Your task is to copy every line of the entries that holds the word "from".

[Recorded data]
......

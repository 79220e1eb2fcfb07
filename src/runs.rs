//! Run discovery and orchestration: one work unit per size file, fanned out
//! to a bounded worker pool, then a sequential summary per run.

use crate::model::{RunData, RunSummary, SampleMap};
use crate::parse::parse_log_file;
use crate::render;
use crate::verbs::IBV_VERBS;
use anyhow::{Context, bail};
use log::info;
use rayon::prelude::*;
use std::collections::BTreeMap;
use std::fs;
use std::path::{Path, PathBuf};

const MAX_WORKERS: usize = 8;

/// One size file awaiting parse + histogram rendering.
struct WorkItem {
    run: PathBuf,
    img_dir: PathBuf,
    size: u64,
    path: PathBuf,
}

/// Parse one file and render its histograms. The returned sample map feeds
/// the run summary once every work unit of the run has completed.
fn work(item: &WorkItem) -> crate::Result<(PathBuf, u64, SampleMap)> {
    let samples = parse_log_file(&item.path)?;
    render::render_histograms(&samples, item.size, &item.img_dir)?;
    Ok((item.run.clone(), item.size, samples))
}

/// Batch mode: every subdirectory of the logs root that is not an output
/// directory is an independent run. All runs share one worker pool; any
/// failed work unit aborts the whole batch before summaries are written.
pub fn handle_log_root(log_root: &str) -> crate::Result<()> {
    let root = Path::new(log_root);
    let mut runs: Vec<PathBuf> = Vec::new();
    for entry in
        fs::read_dir(root).with_context(|| format!("read logs root {}", root.display()))?
    {
        let entry = entry?;
        let path = entry.path();
        if !path.is_dir() {
            continue;
        }
        if entry.file_name().to_string_lossy().contains("_img") {
            continue;
        }
        runs.push(path);
    }
    runs.sort();

    let mut items = Vec::new();
    let mut by_run: BTreeMap<PathBuf, RunData> = BTreeMap::new();
    for run in &runs {
        by_run.insert(run.clone(), RunData::new());
        items.extend(collect_run_items(run)?);
    }

    for (run, size, samples) in dispatch(items)? {
        if let Some(data) = by_run.get_mut(&run) {
            data.insert(size, samples);
        }
    }

    for (run, data) in &by_run {
        summarize_run(run, data)?;
    }
    Ok(())
}

/// Single-run mode: one named subdirectory under the logs root.
pub fn handle_run(log_root: &str, run_name: &str) -> crate::Result<()> {
    let run = Path::new(log_root).join(run_name);
    let items = collect_run_items(&run)?;

    let mut data = RunData::new();
    for (_, size, samples) in dispatch(items)? {
        data.insert(size, samples);
    }
    summarize_run(&run, &data)
}

/// Submit all work units to a bounded pool and join. No ordering guarantee;
/// the first error aborts the collection.
fn dispatch(items: Vec<WorkItem>) -> crate::Result<Vec<(PathBuf, u64, SampleMap)>> {
    let pool = rayon::ThreadPoolBuilder::new()
        .num_threads(MAX_WORKERS)
        .build()
        .context("build worker pool")?;
    pool.install(|| items.par_iter().map(work).collect())
}

/// Discover `size-<bytes>.txt` files in one run directory.
fn collect_run_items(run_dir: &Path) -> crate::Result<Vec<WorkItem>> {
    let img_dir = img_dir_for(run_dir);
    let mut items = Vec::new();
    for entry in fs::read_dir(run_dir)
        .with_context(|| format!("read run directory {}", run_dir.display()))?
    {
        let entry = entry?;
        let name = entry.file_name().to_string_lossy().into_owned();
        let Some(size) = parse_size_file_name(&name)? else {
            continue;
        };
        info!("handle: {name}");
        items.push(WorkItem {
            run: run_dir.to_path_buf(),
            img_dir: img_dir.clone(),
            size,
            path: entry.path(),
        });
    }
    Ok(items)
}

/// Sequential aggregation, run only after every work unit has completed.
fn summarize_run(run: &Path, data: &RunData) -> crate::Result<()> {
    let img_dir = img_dir_for(run);
    let uid = run
        .file_name()
        .map(|n| n.to_string_lossy().into_owned())
        .unwrap_or_default();
    let summary = RunSummary::build(data);
    render::render_bar_chart(&summary, &IBV_VERBS, &img_dir, &uid)?;
    render::write_summary_csv(&summary, &IBV_VERBS, &img_dir)?;
    Ok(())
}

/// Extract the transfer size from a `size-<bytes>.txt` file name: the token
/// between the first `-` and the first following `.`. Names without both the
/// `size-` and `.txt` markers are not size files; a marked name whose size
/// token is not a positive integer is an error.
fn parse_size_file_name(name: &str) -> crate::Result<Option<u64>> {
    if !name.contains("size-") || !name.contains(".txt") {
        return Ok(None);
    }
    let token = name
        .split('-')
        .nth(1)
        .unwrap_or_default()
        .split('.')
        .next()
        .unwrap_or_default();
    let size: u64 = token
        .parse()
        .with_context(|| format!("bad size token in file name {name:?}"))?;
    if size == 0 {
        bail!("transfer size must be positive in file name {name:?}");
    }
    Ok(Some(size))
}

/// Output directory for run `D` is the sibling `D_img`.
fn img_dir_for(run_dir: &Path) -> PathBuf {
    let mut name = run_dir
        .file_name()
        .map(|n| n.to_string_lossy().into_owned())
        .unwrap_or_default();
    name.push_str("_img");
    run_dir.with_file_name(name)
}

#[cfg(test)]
mod tests {
    use super::*;
    use pretty_assertions::assert_eq;

    #[test]
    fn size_file_names() {
        assert_eq!(parse_size_file_name("size-64.txt").unwrap(), Some(64));
        assert_eq!(
            parse_size_file_name("size-1048576.txt").unwrap(),
            Some(1048576)
        );
        assert_eq!(parse_size_file_name("readme.md").unwrap(), None);
        assert_eq!(parse_size_file_name("size64.txt").unwrap(), None);
        assert_eq!(parse_size_file_name("notes-size.doc").unwrap(), None);
        assert!(parse_size_file_name("size-abc.txt").is_err());
        assert!(parse_size_file_name("size-0.txt").is_err());
    }

    #[test]
    fn img_dir_is_a_sibling() {
        assert_eq!(
            img_dir_for(Path::new("./log/mlx5_0")),
            PathBuf::from("./log/mlx5_0_img")
        );
    }

    #[test]
    fn single_run_end_to_end() {
        let root = tempfile::tempdir().unwrap();
        let run = root.path().join("mlx5_0");
        fs::create_dir(&run).unwrap();
        fs::write(
            run.join("size-64.txt"),
            "ibv_post_send 10\nibv_post_send 20\nibv_poll_cq 5\n",
        )
        .unwrap();
        fs::write(
            run.join("size-1024.txt"),
            "# warmup done\nibv_post_send 30\nibv_poll_cq 7\n",
        )
        .unwrap();

        handle_run(root.path().to_str().unwrap(), "mlx5_0").unwrap();

        let img = root.path().join("mlx5_0_img");
        assert!(img.join("size-64-ibv_post_send.png").is_file());
        assert!(img.join("size-64-ibv_poll_cq.png").is_file());
        assert!(img.join("size-1024-ibv_post_send.png").is_file());
        assert!(img.join("size-1024-ibv_poll_cq.png").is_file());
        assert!(img.join("all_bar.png").is_file());

        let csv = fs::read_to_string(img.join("avg_latency.csv")).unwrap();
        let lines: Vec<&str> = csv.lines().collect();
        assert_eq!(
            lines,
            vec![
                "-,64B,1KB,",
                "ibv_post_send,15.00,30.00,",
                "ibv_poll_cq,5.00,7.00,",
            ]
        );
    }

    #[test]
    fn batch_mode_processes_every_run_and_skips_img_dirs() {
        let root = tempfile::tempdir().unwrap();
        let run_a = root.path().join("run_a");
        let run_b = root.path().join("run_b");
        fs::create_dir(&run_a).unwrap();
        fs::create_dir(&run_b).unwrap();
        fs::write(run_a.join("size-64.txt"), "ibv_post_send 10\n").unwrap();
        fs::write(run_b.join("size-128.txt"), "ibv_poll_cq 4\n").unwrap();
        // Must be skipped: stale output dir and a stray file at the root.
        fs::create_dir(root.path().join("run_a_img")).unwrap();
        fs::write(root.path().join("size-64.txt"), "ibv_post_send 1\n").unwrap();

        handle_log_root(root.path().to_str().unwrap()).unwrap();

        assert!(
            root.path()
                .join("run_a_img")
                .join("avg_latency.csv")
                .is_file()
        );
        assert!(root.path().join("run_b_img").join("all_bar.png").is_file());
        assert!(!root.path().join("run_a_img_img").exists());
    }

    #[test]
    fn malformed_file_aborts_the_batch() {
        let root = tempfile::tempdir().unwrap();
        let run = root.path().join("bad");
        fs::create_dir(&run).unwrap();
        fs::write(run.join("size-64.txt"), "ibv_post_send oops\n").unwrap();

        assert!(handle_log_root(root.path().to_str().unwrap()).is_err());
        assert!(!root.path().join("bad_img").join("avg_latency.csv").exists());
    }
}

......

■ Answer to the problem:
/// Extract the transfer size from a `size-<bytes>.txt` file name: the token
            PathBuf::from("./log/mlx5_0_img")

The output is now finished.